== Activity ==
Reproduce without change the lines in the material below that run from the one with "a special case." to the end, and nothing more.

== Data for this task ==
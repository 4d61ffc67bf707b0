//! # An exact rational type
//!
//! Arbitrary precision fractions in canonical form. All tableau arithmetic goes through this
//! type; no control decision is ever made on a floating point value.
use num::{BigInt, Integer, Signed, ToPrimitive, Zero};

mod ops;

/// An exact fraction with a canonical representation.
///
/// The denominator is always strictly positive, the fraction is always fully reduced and the
/// canonical zero is `0/1`. Every arithmetic operation yields a new value in canonical form, so
/// structural equality coincides with value equality.
#[derive(Clone, Eq, PartialEq, Hash, Debug)]
pub struct Rational {
    /// Carries the sign of the value.
    numerator: BigInt,
    /// Strictly positive.
    denominator: BigInt,
}

impl Rational {
    /// Create a new instance from a numerator and a denominator.
    ///
    /// # Arguments
    ///
    /// * `numerator`: Any signed integer.
    /// * `denominator`: Any signed integer except zero.
    ///
    /// # Panics
    ///
    /// When the denominator is zero.
    pub fn new(numerator: i64, denominator: i64) -> Self {
        Self::from_big(BigInt::from(numerator), BigInt::from(denominator))
    }

    /// Create a new instance from arbitrary precision parts.
    ///
    /// # Panics
    ///
    /// When the denominator is zero.
    pub fn from_big(numerator: BigInt, denominator: BigInt) -> Self {
        assert!(!denominator.is_zero(), "denominator may not be zero");

        Self::normalized(numerator, denominator)
    }

    /// Bring a fraction with nonzero denominator into canonical form.
    ///
    /// The sign moves into the numerator and both parts are divided by their gcd. The gcd of zero
    /// and any denominator is that denominator, so a zero numerator reduces to the canonical
    /// `0/1` without a special case.
    fn normalized(numerator: BigInt, denominator: BigInt) -> Self {
        debug_assert!(!denominator.is_zero());

        let (numerator, denominator) = if denominator.is_negative() {
            (-numerator, -denominator)
        } else {
            (numerator, denominator)
        };
        let gcd = numerator.gcd(&denominator);

        Self {
            numerator: numerator / &gcd,
            denominator: denominator / gcd,
        }
    }

    /// The numerator in canonical form.
    pub fn numerator(&self) -> &BigInt {
        &self.numerator
    }

    /// The denominator in canonical form. Strictly positive.
    pub fn denominator(&self) -> &BigInt {
        &self.denominator
    }

    /// Whether this value is strictly negative.
    pub fn is_negative(&self) -> bool {
        self.numerator.is_negative()
    }

    /// Whether this value is strictly positive.
    pub fn is_positive(&self) -> bool {
        self.numerator.is_positive()
    }

    /// A best-effort floating point approximation.
    ///
    /// Used for display purposes only; no comparison or pivot decision consults this value.
    pub fn to_f64(&self) -> f64 {
        self.numerator.to_f64().unwrap_or(f64::NAN) / self.denominator.to_f64().unwrap_or(f64::NAN)
    }
}

/// Shorthand for creating a rational number in tests.
#[macro_export]
macro_rules! R {
    ($value:expr) => {
        $crate::data::number_types::rational::Rational::from($value as i64)
    };
    ($numer:expr, $denom:expr) => {
        $crate::data::number_types::rational::Rational::new($numer as i64, $denom as i64)
    };
}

== Result of the exercise ==
    /// `0/1` without a special case.
    fn normalized(numerator: BigInt, denominator: BigInt) -> Self {
        debug_assert!(!denominator.is_zero());

        let (numerator, denominator) = if denominator.is_negative() {
            (-numerator, -denominator)
        } else {
            (numerator, denominator)
        };
        let gcd = numerator.gcd(&denominator);

        Self {
            numerator: numerator / &gcd,
            denominator: denominator / gcd,
        }
    }

    /// The numerator in canonical form.
    pub fn numerator(&self) -> &BigInt {
        &self.numerator
    }

    /// The denominator in canonical form. Strictly positive.
    pub fn denominator(&self) -> &BigInt {
        &self.denominator
    }

    /// Whether this value is strictly negative.
    pub fn is_negative(&self) -> bool {
        self.numerator.is_negative()
    }

    /// Whether this value is strictly positive.
    pub fn is_positive(&self) -> bool {
        self.numerator.is_positive()
    }

    /// A best-effort floating point approximation.
    ///
    /// Used for display purposes only; no comparison or pivot decision consults this value.
    pub fn to_f64(&self) -> f64 {
        self.numerator.to_f64().unwrap_or(f64::NAN) / self.denominator.to_f64().unwrap_or(f64::NAN)
    }
}

/// Shorthand for creating a rational number in tests.
#[macro_export]
macro_rules! R {
    ($value:expr) => {
        $crate::data::number_types::rational::Rational::from($value as i64)
    };
    ($numer:expr, $denom:expr) => {
        $crate::data::number_types::rational::Rational::new($numer as i64, $denom as i64)
    };
}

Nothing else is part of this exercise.